WHAT IS NEEDED: Lines below starting with the line with "pub struct FlowsReport" and going on through the line with "impl TextReport for FlowsReport" must be output exactly; the rest of the records must be left out.
---------- THE RECORDS
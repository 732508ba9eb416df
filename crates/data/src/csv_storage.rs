use anyhow::{Context, Result};
use csv::Writer;
use serde::Serialize;
use std::fs::File;
use std::path::Path;
use whale_stats_core::{ExchangeFlow, PricePoint, TimestampedObservation, WhaleTransfer};

pub struct CsvStorage;

impl CsvStorage {
    /// Writes whale transfers, oldest first.
    ///
    /// Format: timestamp,tx_hash,from_address,to_address,amount,token
    ///
    /// # Errors
    /// Returns error if file cannot be created or writing fails
    pub fn write_transfers(path: &Path, transfers: &[WhaleTransfer]) -> Result<()> {
        let mut sorted = transfers.to_vec();
        sorted.sort_by_key(|t| t.timestamp);
        Self::write_rows(path, &sorted)
    }

    /// Writes price samples, oldest first.
    ///
    /// Format: timestamp,price
    ///
    /// # Errors
    /// Returns error if file cannot be created or writing fails
    pub fn write_prices(path: &Path, prices: &[PricePoint]) -> Result<()> {
        let mut sorted = prices.to_vec();
        sorted.sort_by_key(|p| p.timestamp);
        Self::write_rows(path, &sorted)
    }

    /// Writes weekly exchange flows.
    ///
    /// Format: exchange,week_start,inflow,outflow,contract_address
    ///
    /// # Errors
    /// Returns error if file cannot be created or writing fails
    pub fn write_flows(path: &Path, flows: &[ExchangeFlow]) -> Result<()> {
        Self::write_rows(path, flows)
    }

    /// Writes merged daily observations.
    ///
    /// Format: timestamp,whale_amount,price
    ///
    /// # Errors
    /// Returns error if file cannot be created or writing fails
    pub fn write_observations(path: &Path, observations: &[TimestampedObservation]) -> Result<()> {
        Self::write_rows(path, observations)
    }

    fn write_rows<T: Serialize>(path: &Path, rows: &[T]) -> Result<()> {
        let file = File::create(path)
            .with_context(|| format!("Failed to create CSV file: {}", path.display()))?;
        let mut writer = Writer::from_writer(file);

        for row in rows {
            writer.serialize(row)?;
        }

        writer.flush()?;
        tracing::debug!(path = %path.display(), rows = rows.len(), "wrote CSV");
        Ok(())
    }
}
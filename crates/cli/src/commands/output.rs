//! Output formatting shared by all analysis commands.

use anyhow::{anyhow, Result};
use serde::Serialize;

/// Output format for command results.
#[derive(Debug, Clone, Copy, PartialEq, Eq)]
pub enum OutputFormat {
    Text,
    Json,
}

impl OutputFormat {
    /// Parses an output format from string.
    pub fn parse(s: &str) -> Result<Self> {
        match s.to_lowercase().as_str() {
            "text" | "txt" => Ok(OutputFormat::Text),
            "json" => Ok(OutputFormat::Json),
            _ => Err(anyhow!(
                "Unknown format: '{}'. Valid formats: text, json",
                s
            )),
        }
    }
}

/// A command result with a human-readable rendering.
pub trait TextReport {
    fn to_text(&self) -> String;
}

/// Renders a report in the requested format.
pub fn render<T: Serialize + TextReport>(report: &T, format: OutputFormat) -> Result<String> {
    match format {
        OutputFormat::Text => Ok(report.to_text()),
        OutputFormat::Json => Ok(serde_json::to_string_pretty(report)?),
    }
}

/// Prints a report to stdout in the requested format.
pub fn emit<T: Serialize + TextReport>(report: &T, format: OutputFormat) -> Result<()> {
    println!("{}", render(report, format)?);
    Ok(())
}

pub(crate) fn header(title: &str) -> String {
    let rule = "═".repeat(62);
    format!("\n{rule}\n  {title}\n{rule}\n")
}
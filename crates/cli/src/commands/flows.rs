//! Exchange flows CLI command.
//!
//! Summarizes weekly exchange inflow/outflow: overall net flow and
//! sentiment, stablecoin rotation, per-exchange and per-token net flow, and
//! the change in net flow between the two most recent weeks.

use anyhow::Result;
use chrono::{DateTime, Utc};
use clap::Args;
use serde::Serialize;
use std::collections::BTreeMap;
use std::path::PathBuf;

use whale_stats_analytics::{
    calculate_net_flow, calculate_percentage_change, flow_sentiment, stablecoin_rotation,
    summarize_flows, FlowSentiment, FlowSummary, StablecoinRotation,
};
use whale_stats_core::{tokens, ExchangeFlow};
use whale_stats_data::DataLoader;

use super::output::{emit, header, OutputFormat, TextReport};

/// Arguments for the flows command.
#[derive(Args, Debug, Clone)]
pub struct FlowsArgs {
    /// Weekly exchange flows file (.csv or .json)
    #[arg(long)]
    pub flows: PathBuf,

    /// Only include flows for this exchange (case-insensitive)
    #[arg(long)]
    pub exchange: Option<String>,
}

#[derive(Debug, Clone, Serialize)]
pub struct GroupNetFlow {
    pub name: String,
    pub net_flow: f64,
    pub sentiment: FlowSentiment,
}

#[derive(Debug, Clone, Serialize)]
pub struct FlowsReport {
    pub weeks: usize,
    pub summary: FlowSummary,
    pub rotation: StablecoinRotation,
    pub by_exchange: Vec<GroupNetFlow>,
    pub by_token: Vec<GroupNetFlow>,
    /// Net flow change from the previous week to the latest, in percent
    pub week_over_week_pct: Option<f64>,
}

fn group_net_flows<F>(flows: &[ExchangeFlow], key: F) -> Vec<GroupNetFlow>
where
    F: Fn(&ExchangeFlow) -> String,
{
    let mut groups: BTreeMap<String, f64> = BTreeMap::new();
    for flow in flows {
        *groups.entry(key(flow)).or_insert(0.0) += flow.net();
    }

    groups
        .into_iter()
        .map(|(name, net_flow)| GroupNetFlow {
            name,
            net_flow,
            sentiment: flow_sentiment(net_flow),
        })
        .collect()
}

impl FlowsReport {
    pub fn build(flows: &[ExchangeFlow]) -> Self {
        let mut weekly: BTreeMap<DateTime<Utc>, Vec<ExchangeFlow>> = BTreeMap::new();
        for flow in flows {
            weekly.entry(flow.week_start).or_default().push(flow.clone());
        }

        let week_over_week_pct = {
            let mut latest = weekly.values().rev();
            match (latest.next(), latest.next()) {
                (Some(current), Some(previous)) => Some(calculate_percentage_change(
                    calculate_net_flow(current),
                    calculate_net_flow(previous),
                )),
                _ => None,
            }
        };

        Self {
            weeks: weekly.len(),
            summary: summarize_flows(flows),
            rotation: stablecoin_rotation(flows),
            by_exchange: group_net_flows(flows, |f| f.exchange.clone()),
            by_token: group_net_flows(flows, |f| {
                tokens::token_for_contract(&f.contract_address)
                    .unwrap_or(tokens::UNKNOWN_TOKEN)
                    .to_string()
            }),
            week_over_week_pct,
        }
    }
}

impl TextReport for FlowsReport {
    fn to_text(&self) -> String {
        let s = &self.summary;
        let r = &self.rotation;
        let mut out = header("EXCHANGE FLOWS");

        out.push_str(&format!("Weeks: {}\n\n", self.weeks));
        out.push_str(&format!("Total inflow:    {:>18.2}\n", s.total_inflow));
        out.push_str(&format!("Total outflow:   {:>18.2}\n", s.total_outflow));
        out.push_str(&format!(
            "Net flow:        {:>18.2}  ({})\n",
            s.net_flow, s.sentiment.label
        ));
        if let Some(change) = self.week_over_week_pct {
            out.push_str(&format!("Week over week:  {change:>+17.1}%\n"));
        }

        out.push_str(&format!(
            "\nStablecoin rotation: {:.1}% stablecoin ({}, risk {})\n",
            r.stablecoin_ratio_pct, r.label, r.level
        ));

        for (title, groups) in [("By exchange", &self.by_exchange), ("By token", &self.by_token)] {
            if groups.is_empty() {
                continue;
            }
            out.push_str(&format!("\n{title}:\n"));
            for g in groups {
                out.push_str(&format!(
                    "  {:<10} {:>18.2}  {}\n",
                    g.name, g.net_flow, g.sentiment.label
                ));
            }
        }

        out
    }
}

/// Runs the flows command.
pub fn run_flows(args: &FlowsArgs, format: OutputFormat) -> Result<()> {
    let mut flows = DataLoader::load_flows(&args.flows)?;
    tracing::info!("Loaded {} flow records from {}", flows.len(), args.flows.display());

    if let Some(exchange) = &args.exchange {
        flows.retain(|f| f.exchange.eq_ignore_ascii_case(exchange));
        if flows.is_empty() {
            tracing::warn!("No flows for exchange '{}'", exchange);
        }
    }

    let report = FlowsReport::build(&flows);
    emit(&report, format)
}
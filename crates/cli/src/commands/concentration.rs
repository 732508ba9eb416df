//! Concentration CLI command.
//!
//! Measures how concentrated whale activity is among sending addresses.

use anyhow::Result;
use clap::Args;
use serde::Serialize;
use std::path::PathBuf;

use whale_stats_analytics::{
    aggregate_by_address, calculate_concentration, holder_distribution, transparency_score,
    AddressTotal, ConcentrationResult, HolderDistribution, TransparencyScore,
};
use whale_stats_core::{Transfer, WhaleTransfer};
use whale_stats_data::DataLoader;

use super::output::{emit, header, OutputFormat, TextReport};

/// Arguments for the concentration command.
#[derive(Args, Debug, Clone)]
pub struct ConcentrationArgs {
    /// Whale transfers file (.csv or .json)
    #[arg(long)]
    pub transfers: PathBuf,

    /// Number of largest addresses to list
    #[arg(long, default_value = "10")]
    pub top: usize,
}

#[derive(Debug, Clone, Serialize)]
pub struct ConcentrationReport {
    pub transfer_count: usize,
    pub address_count: usize,
    pub concentration: ConcentrationResult,
    pub distribution: HolderDistribution,
    pub transparency: TransparencyScore,
    pub top_addresses: Vec<AddressTotal>,
}

impl ConcentrationReport {
    pub fn from_transfers(transfers: &[WhaleTransfer], top: usize) -> Self {
        let transfers: Vec<Transfer> = transfers.iter().map(Transfer::from).collect();
        let mut totals = aggregate_by_address(&transfers);
        let amounts: Vec<f64> = totals.iter().map(|t| t.total).collect();

        let concentration = calculate_concentration(&transfers);
        let transparency = transparency_score(concentration.hhi, concentration.gini);
        let address_count = totals.len();
        totals.truncate(top);

        Self {
            transfer_count: transfers.len(),
            address_count,
            distribution: holder_distribution(&amounts),
            transparency,
            concentration,
            top_addresses: totals,
        }
    }
}

impl TextReport for ConcentrationReport {
    fn to_text(&self) -> String {
        let c = &self.concentration;
        let d = &self.distribution;
        let mut out = header("WHALE CONCENTRATION");

        out.push_str(&format!(
            "Transfers: {}   Addresses: {}\n\n",
            self.transfer_count, self.address_count
        ));
        out.push_str(&format!("HHI:                   {:.2}\n", c.hhi));
        out.push_str(&format!("Gini:                  {:.4}\n", c.gini));
        out.push_str(&format!("Top-10 share:          {:.1}%\n", c.top10_concentration_pct));
        out.push_str(&format!("Whale/retail ratio:    {:.2}\n", c.whale_to_retail_ratio));
        out.push_str(&format!(
            "Risk level:            {}\n\n",
            c.risk_level.as_str().to_uppercase()
        ));

        out.push_str(&format!(
            "Distribution: top 10% {:.2} | next 40% {:.2} | bottom 50% {:.2}\n",
            d.top_10_pct, d.next_40_pct, d.bottom_50_pct
        ));
        out.push_str(&format!(
            "Transparency: {:.0}/100 ({})\n",
            self.transparency.score,
            self.transparency.level.description()
        ));

        if !self.top_addresses.is_empty() {
            out.push_str("\nLargest senders:\n");
            for (rank, entry) in self.top_addresses.iter().enumerate() {
                out.push_str(&format!(
                    "  {:>2}. {}  {:.2}\n",
                    rank + 1,
                    entry.address,
                    entry.total
                ));
            }
        }

        out
    }
}

/// Runs the concentration command.
pub fn run_concentration(args: &ConcentrationArgs, format: OutputFormat) -> Result<()> {
    let transfers = DataLoader::load_transfers(&args.transfers)?;
    tracing::info!(
        "Loaded {} transfers from {}",
        transfers.len(),
        args.transfers.display()
    );

    if transfers.is_empty() {
        tracing::warn!("No transfers found; all metrics will be 0");
    }

    let report = ConcentrationReport::from_transfers(&transfers, args.top);
    emit(&report, format)
}

#[cfg(test)]
mod tests {
    use super::*;
    use chrono::{TimeZone, Utc};
    use whale_stats_core::RiskLevel;

    fn transfer(from: &str, amount: f64) -> WhaleTransfer {
        WhaleTransfer {
            timestamp: Utc.with_ymd_and_hms(2025, 2, 1, 0, 0, 0).unwrap(),
            tx_hash: format!("0x{from}"),
            from_address: from.to_string(),
            to_address: "0xsink".to_string(),
            amount,
            token: "ETH".to_string(),
        }
    }

    #[test]
    fn report_aggregates_by_sender() {
        let transfers = vec![
            transfer("a", 30.0),
            transfer("b", 30.0),
            transfer("a", 20.0),
            transfer("c", 10.0),
            transfer("d", 10.0),
        ];

        let report = ConcentrationReport::from_transfers(&transfers, 2);

        assert_eq!(report.transfer_count, 5);
        assert_eq!(report.address_count, 4);
        assert_eq!(report.top_addresses.len(), 2);
        assert_eq!(report.top_addresses[0].address, "a");
        assert_eq!(report.top_addresses[0].total, 50.0);
        // shares 50/30/10/10 -> 2500 + 900 + 100 + 100
        assert!((report.concentration.hhi - 3600.0).abs() < 1e-6);
        assert_eq!(report.concentration.risk_level, RiskLevel::High);
        assert_eq!(report.transparency.score, 65.0);
    }

    #[test]
    fn empty_input_gives_neutral_report() {
        let report = ConcentrationReport::from_transfers(&[], 10);

        assert_eq!(report.concentration.hhi, 0.0);
        assert_eq!(report.concentration.gini, 0.0);
        assert!(report.top_addresses.is_empty());
        assert!(report.to_text().contains("Transfers: 0"));
    }

    #[test]
    fn text_lists_largest_senders() {
        let report = ConcentrationReport::from_transfers(&[transfer("0xwhale", 5.0)], 10);
        let text = report.to_text();

        assert!(text.contains("WHALE CONCENTRATION"));
        assert!(text.contains("1. 0xwhale"));
        assert!(text.contains("HIGH"));
    }
}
--------------------
EXERCISE ANSWER:
pub struct FlowsReport {
    pub weeks: usize,
    pub summary: FlowSummary,
    pub rotation: StablecoinRotation,
    pub by_exchange: Vec<GroupNetFlow>,
    pub by_token: Vec<GroupNetFlow>,
    /// Net flow change from the previous week to the latest, in percent
    pub week_over_week_pct: Option<f64>,
}

fn group_net_flows<F>(flows: &[ExchangeFlow], key: F) -> Vec<GroupNetFlow>
where
    F: Fn(&ExchangeFlow) -> String,
{
    let mut groups: BTreeMap<String, f64> = BTreeMap::new();
    for flow in flows {
        *groups.entry(key(flow)).or_insert(0.0) += flow.net();
    }

    groups
        .into_iter()
        .map(|(name, net_flow)| GroupNetFlow {
            name,
            net_flow,
            sentiment: flow_sentiment(net_flow),
        })
        .collect()
}

impl FlowsReport {
    pub fn build(flows: &[ExchangeFlow]) -> Self {
        let mut weekly: BTreeMap<DateTime<Utc>, Vec<ExchangeFlow>> = BTreeMap::new();
        for flow in flows {
            weekly.entry(flow.week_start).or_default().push(flow.clone());
        }

        let week_over_week_pct = {
            let mut latest = weekly.values().rev();
            match (latest.next(), latest.next()) {
                (Some(current), Some(previous)) => Some(calculate_percentage_change(
                    calculate_net_flow(current),
                    calculate_net_flow(previous),
                )),
                _ => None,
            }
        };

        Self {
            weeks: weekly.len(),
            summary: summarize_flows(flows),
            rotation: stablecoin_rotation(flows),
            by_exchange: group_net_flows(flows, |f| f.exchange.clone()),
            by_token: group_net_flows(flows, |f| {
                tokens::token_for_contract(&f.contract_address)
                    .unwrap_or(tokens::UNKNOWN_TOKEN)
                    .to_string()
            }),
            week_over_week_pct,
        }
    }
}

impl TextReport for FlowsReport {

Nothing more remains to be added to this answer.